== What you are asked to do ==
Scan the entries below, and for each line that includes the word "Instant", make a copy.

Dataset entries
====

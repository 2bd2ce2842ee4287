//! JMA weather forecasts for Tenki
//!
//! Fetches the area directory and per-office forecast documents from the
//! Japan Meteorological Agency, picks out one area's forecast and keeps it in
//! a local SQLite table.

pub mod classify;
pub mod client;
pub mod error;
pub mod matcher;
pub mod pipeline;
pub mod rows;
pub mod store;
pub mod types;

pub use classify::weather_code;
pub use client::JmaClient;
pub use error::WeatherError;
pub use matcher::find_matching_area;
pub use pipeline::{refresh_forecast, RefreshOutcome};
pub use rows::{build_rows, forecast_date};
pub use store::ForecastStore;
pub use types::*;
// src/pipeline/config.rs
use std::path::PathBuf;

/// Asset root used when none is configured.
pub const DEFAULT_ASSET_ROOT: &str = "static/assets";

/// Layout type whose admin template links are replayed onto every build.
pub const TEMPLATE_LINK_LAYOUT_TYPE: &str = "weekly";

/// Extra pages appended after the layouts, in output order.
pub const EXTRA_PAGES: [&str; 2] = ["icons", "stickers"];

/// Scratch directory for intermediate single-page documents.
pub fn default_temp_dir() -> PathBuf {
    std::env::temp_dir().join("lootpixel")
}
// src/pipeline/orchestrator.rs
use super::config::TEMPLATE_LINK_LAYOUT_TYPE;
use super::context::BuildContext;
use super::destinations::DestinationMap;
use super::plan::{PlannedPage, canonical_pages};
use super::report::BuildReport;
use super::resolver::HyperlinkResolver;
use crate::error::PipelineError;
use log::{debug, info};
use lootpixel_pdf_composer::assemble;
use lootpixel_render_lopdf::{AnchorPlacement, render_page, save_document};
use lootpixel_traits::{AnchorSizer, AssetResolver, LinkGeometryProvider};
use lootpixel_types::PlannerConfig;
use lopdf::Document;
use std::fs;
use std::io::{BufWriter, Write};
use std::path::{Path, PathBuf};
use std::sync::Arc;
use std::time::Instant;
use tempfile::NamedTempFile;

/// Builds planner PDFs.
///
/// A `Planner` holds only read-only collaborators, so one instance can serve
/// any number of builds, including concurrent ones. All per-build state lives
/// in a [`BuildContext`] created by [`Planner::build`].
#[derive(Debug, Clone)]
pub struct Planner {
    pub(super) assets: Arc<dyn AssetResolver>,
    pub(super) links: Arc<dyn LinkGeometryProvider>,
    pub(super) sizer: Arc<dyn AnchorSizer>,
    pub(super) temp_dir: PathBuf,
}

impl Planner {
    pub fn temp_dir(&self) -> &Path {
        &self.temp_dir
    }

    /// Builds one planner and writes it to `output`.
    ///
    /// The output file appears only once the whole document is written; on
    /// any error it is left untouched and intermediate files are removed.
    pub fn build(&self, config: &PlannerConfig, output: &Path) -> Result<BuildReport, PipelineError> {
        config.validate().map_err(PipelineError::InvalidConfig)?;
        let start = Instant::now();
        let mut ctx = BuildContext::new(config.product_id);
        info!(
            "[PLANNER] Build {} for product {} ({}, tab={}, weekly={}, daily={})",
            ctx.build_id(),
            config.product_id,
            config.orientation,
            config.tab,
            config.weekly_layout,
            config.daily().unwrap_or("none")
        );

        let intermediates = self.composite_pages(config, &mut ctx)?;
        if intermediates.is_empty() {
            return Err(PipelineError::NoPages {
                product_id: config.product_id,
                orientation: config.orientation,
            });
        }

        let pages = intermediates
            .iter()
            .map(|tmp| Document::load(tmp.path()))
            .collect::<Result<Vec<_>, _>>()?;
        let mut merged = assemble(pages)?;
        for tmp in intermediates {
            tmp.close()?;
        }
        debug!("[PLANNER] Assembled {} pages", ctx.page_count());

        let destinations = DestinationMap::build(&ctx, config);
        let template_links = self
            .links
            .pdf_links_for(TEMPLATE_LINK_LAYOUT_TYPE, &config.weekly_layout)?;
        let anchors = self.links.svg_anchors_for(config.product_id)?;
        let link_report = HyperlinkResolver::new(&ctx, &destinations, self.sizer.as_ref())
            .resolve(&mut merged, &template_links, &anchors)?;

        write_atomically(&mut merged, output, ctx.build_id())?;
        info!(
            "[PLANNER] Build {} wrote {} ({} pages, {} links, {} skipped) in {:.2?}",
            ctx.build_id(),
            output.display(),
            ctx.page_count(),
            link_report.links.len(),
            link_report.skipped_links.len(),
            start.elapsed()
        );

        Ok(BuildReport {
            output: output.to_path_buf(),
            build_id: ctx.build_id().to_string(),
            pages: ctx.into_slots(),
            links: link_report.links,
            unresolved_destinations: link_report.unresolved_destinations,
            skipped_links: link_report.skipped_links,
        })
    }

    /// Renders every page whose asset exists into its own temporary PDF, in
    /// canonical order, registering each emitted page in `ctx`.
    fn composite_pages(
        &self,
        config: &PlannerConfig,
        ctx: &mut BuildContext,
    ) -> Result<Vec<NamedTempFile>, PipelineError> {
        fs::create_dir_all(&self.temp_dir)?;
        let mut intermediates = Vec::new();
        for planned in canonical_pages(config) {
            let Some(asset) = self.assets.resolve(
                config.product_id,
                config.orientation,
                planned.category,
                planned.option.as_deref(),
            ) else {
                debug!(
                    "[PLANNER] No asset for '{}' via {}; skipping page",
                    planned.name,
                    self.assets.name()
                );
                continue;
            };

            let placements = self.anchor_placements(config.product_id, &planned)?;
            let mut page = render_page(&asset, &placements)?;

            let mut tmp = tempfile::Builder::new()
                .prefix(&format!("{}-{:02}-", ctx.build_id(), ctx.page_count()))
                .suffix(".pdf")
                .tempfile_in(&self.temp_dir)?;
            {
                let mut writer = BufWriter::new(tmp.as_file_mut());
                save_document(&mut page, &mut writer)?;
                writer.flush()?;
            }

            let index = ctx.push_slot(planned.name.clone(), planned.category);
            debug!("[PLANNER] Page {} = '{}' from {}", index, planned.name, asset.display());
            intermediates.push(tmp);
        }
        Ok(intermediates)
    }

    fn anchor_placements(
        &self,
        product_id: u32,
        planned: &PlannedPage,
    ) -> Result<Vec<AnchorPlacement>, PipelineError> {
        let Some((layout_type, option)) = &planned.layout else {
            return Ok(Vec::new());
        };
        Ok(self
            .links
            .svg_anchors_for_layout(product_id, layout_type, option)?
            .iter()
            .map(|anchor| AnchorPlacement {
                name: anchor.name().to_string(),
                rect: self.sizer.clickable_rect(anchor),
            })
            .collect())
    }
}

/// Writes `doc` next to `output` under a unique temporary name, then renames
/// it into place.
fn write_atomically(doc: &mut Document, output: &Path, build_id: &str) -> Result<(), PipelineError> {
    let dir = match output.parent() {
        Some(parent) if !parent.as_os_str().is_empty() => parent.to_path_buf(),
        _ => PathBuf::from("."),
    };
    fs::create_dir_all(&dir)?;

    let mut tmp = tempfile::Builder::new()
        .prefix(&format!(".{}-", build_id))
        .suffix(".pdf.part")
        .tempfile_in(&dir)?;
    {
        let mut writer = BufWriter::new(tmp.as_file_mut());
        doc.save_to(&mut writer)?;
        writer.flush()?;
    }
    tmp.persist(output).map_err(|e| e.error)?;
    Ok(())
}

====

== Exercise answer ==
use std::time::Instant;
        let start = Instant::now();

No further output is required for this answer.